A federal court panel ordered the Schwarzenegger administration today to come up with a new plan within three weeks to reduce prison overcrowding or risk having the court create and enforce its own plan.

A three-judge panel rejected a proposal submitted by state officials last month for decreasing the number of California inmates by 18,000 over the next two years.

The panel said that filing “does not comply” with its Aug. 4 order requiring a plan to reduce the population of California’s severely overcrowded prisons by 40,000 during that period.

The court issued the Aug. 4 order in two lawsuits challenging prison medical and mental health care. It said the reduction was needed to correct “woefully and constitutionally inadequate” health care.

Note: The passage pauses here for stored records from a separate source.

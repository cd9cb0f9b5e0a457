// Insertion-ordered word counter.
//
// Counts live in a Vec in first-seen order, with a HashMap from word to
// position for O(1) increments. The Vec order is the tie-break seed for the
// final ranking, so it must never be reordered before `finish`.

use std::collections::HashMap;

use super::table::{FrequencyTable, WordCount};
use super::tokenize::tokenize;
use crate::tracker::models::Issue;

/// Accumulates word counts across any number of texts or issues.
///
/// Feed it incrementally (one project at a time, say) and call `finish`
/// once to get the ranked table.
#[derive(Debug, Default)]
pub struct FrequencyCounter {
    positions: HashMap<String, usize>,
    entries: Vec<WordCount>,
    issues_seen: usize,
}

impl FrequencyCounter {
    pub fn new() -> Self {
        Self::default()
    }

    /// Count every word in `text`.
    pub fn add_text(&mut self, text: &str) {
        for word in tokenize(text) {
            self.add_word(word);
        }
    }

    /// Count the words of one issue: summary first, then description.
    /// Missing fields count as empty text.
    pub fn add_issue(&mut self, issue: &Issue) {
        self.add_text(issue.summary_text());
        self.add_text(issue.description_text());
        self.issues_seen += 1;
    }

    pub fn add_issues<'a>(&mut self, issues: impl IntoIterator<Item = &'a Issue>) {
        for issue in issues {
            self.add_issue(issue);
        }
    }

    fn add_word(&mut self, word: &str) {
        match self.positions.get(word) {
            Some(&idx) => self.entries[idx].count += 1,
            None => {
                self.positions.insert(word.to_string(), self.entries.len());
                self.entries.push(WordCount {
                    word: word.to_string(),
                    count: 1,
                });
            }
        }
    }

    /// Number of issues fed through `add_issue` so far.
    pub fn issues_seen(&self) -> usize {
        self.issues_seen
    }

    /// Number of distinct words so far.
    pub fn distinct_words(&self) -> usize {
        self.entries.len()
    }

    /// Rank the counts and produce the final table.
    pub fn finish(self) -> FrequencyTable {
        FrequencyTable::from_first_seen(self.entries)
    }
}

/// Compute the ranked word frequency table for a set of issues.
pub fn compute_frequency(issues: &[Issue]) -> FrequencyTable {
    let mut counter = FrequencyCounter::new();
    counter.add_issues(issues);
    counter.finish()
}
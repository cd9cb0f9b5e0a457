use std::sync::Arc;

use anyhow::Result;
use clap::{Parser, Subcommand};
use tracing::info;

use wordfreq::config::Config;
use wordfreq::pipeline::fetch::IssueFetcher;
use wordfreq::tracker::client::TrackerClient;

/// wordfreq: word frequency statistics across every issue in your tracker.
///
/// Counts the words in all issue summaries and descriptions, across all
/// projects, and ranks them by how often they occur.
#[derive(Parser)]
#[command(name = "wordfreq", version, about)]
struct Cli {
    #[command(subcommand)]
    command: Commands,
}

#[derive(Subcommand)]
enum Commands {
    /// Compute and print the word frequency table
    Frequency {
        /// Number of words to show (default: 50)
        #[arg(long, default_value = "50")]
        top: usize,

        /// Print the full report as JSON instead of a table
        #[arg(long)]
        json: bool,
    },

    /// List the projects the tracker reports
    Projects,

    /// Serve the word frequency endpoint over HTTP
    #[cfg(feature = "web")]
    Serve {
        /// Port to listen on (default: 8080)
        #[arg(long, default_value = "8080")]
        port: u16,

        /// Address to bind (default: 127.0.0.1)
        #[arg(long, default_value = "127.0.0.1")]
        bind: String,
    },
}

#[tokio::main]
async fn main() -> Result<()> {
    // Load .env file if present (silently ignore if missing)
    let _ = dotenvy::dotenv();

    // Set up structured logging
    tracing_subscriber::fmt()
        .with_env_filter(
            tracing_subscriber::EnvFilter::try_from_default_env()
                .unwrap_or_else(|_| tracing_subscriber::EnvFilter::new("wordfreq=info")),
        )
        .init();

    let cli = Cli::parse();

    match cli.command {
        Commands::Frequency { top, json } => {
            let config = Config::load()?;
            config.require_tracker()?;
            let fetcher = build_fetcher(&config)?;

            if !json {
                println!("Counting words across all issues in {}...", config.tracker_url);
            }

            let report =
                wordfreq::pipeline::frequency::run(&fetcher, &config.service_identity()).await?;

            if json {
                println!("{}", serde_json::to_string_pretty(&report)?);
            } else {
                wordfreq::output::terminal::display_frequency_report(&report, top);
            }
        }

        Commands::Projects => {
            let config = Config::load()?;
            config.require_tracker()?;
            let fetcher = build_fetcher(&config)?;

            let projects = fetcher.projects().await?;
            wordfreq::output::terminal::display_projects(&projects);
        }

        #[cfg(feature = "web")]
        Commands::Serve { port, bind } => {
            let config = Config::load()?;
            config.require_tracker()?;
            let fetcher = build_fetcher(&config)?;

            info!(tracker = %config.tracker_url, "Starting web server");
            let state = wordfreq::web::AppState::new(fetcher, config.service_identity());
            wordfreq::web::run_server(state, port, &bind).await?;
        }
    }

    Ok(())
}

/// Wire the tracker client in as both the project directory and the search backend.
fn build_fetcher(config: &Config) -> Result<IssueFetcher> {
    let client = Arc::new(
        TrackerClient::new(&config.tracker_url, config.service_identity())?
            .with_page_size(config.page_size),
    );
    info!(
        tracker = %config.tracker_url,
        user = %config.tracker_user,
        page_size = config.page_size,
        "Tracker client ready"
    );
    Ok(IssueFetcher::new(client.clone(), client))
}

The panel said that if the administration does not submit an adequate plan, “the court will be left with no alternative but to develop a plan independently and order it implemented forthwith.”

Gov. Arnold Schwarzenegger’s office said the administration will respond to the new order by Nov. 12. The state is also appealing the Aug. 4 order to the U.S. Supreme Court.

The state’s 33 adult prisons currently operate at 188 percent of capacity with 150,000 inmates in facilities built for 80,000.

The Aug. 4 order required a plan for a reduction to 137.5 percent of capacity, which would mean 40,000 fewer inmates in the existing prisons.

The three-judge panel is made up of U.S. District Judges Thelton Henderson of San Francisco and Lawrence Karlton of Sacramento, who are presiding over the two lawsuits, and 9th U.S. Circuit Court of Appeals Judge Stephen Reinhardt.

Under a U.S. law governing prisoner civil rights lawsuits, an order to reduce a prison population can be made only by a three-judge panel and not by a federal trial judge acting alone.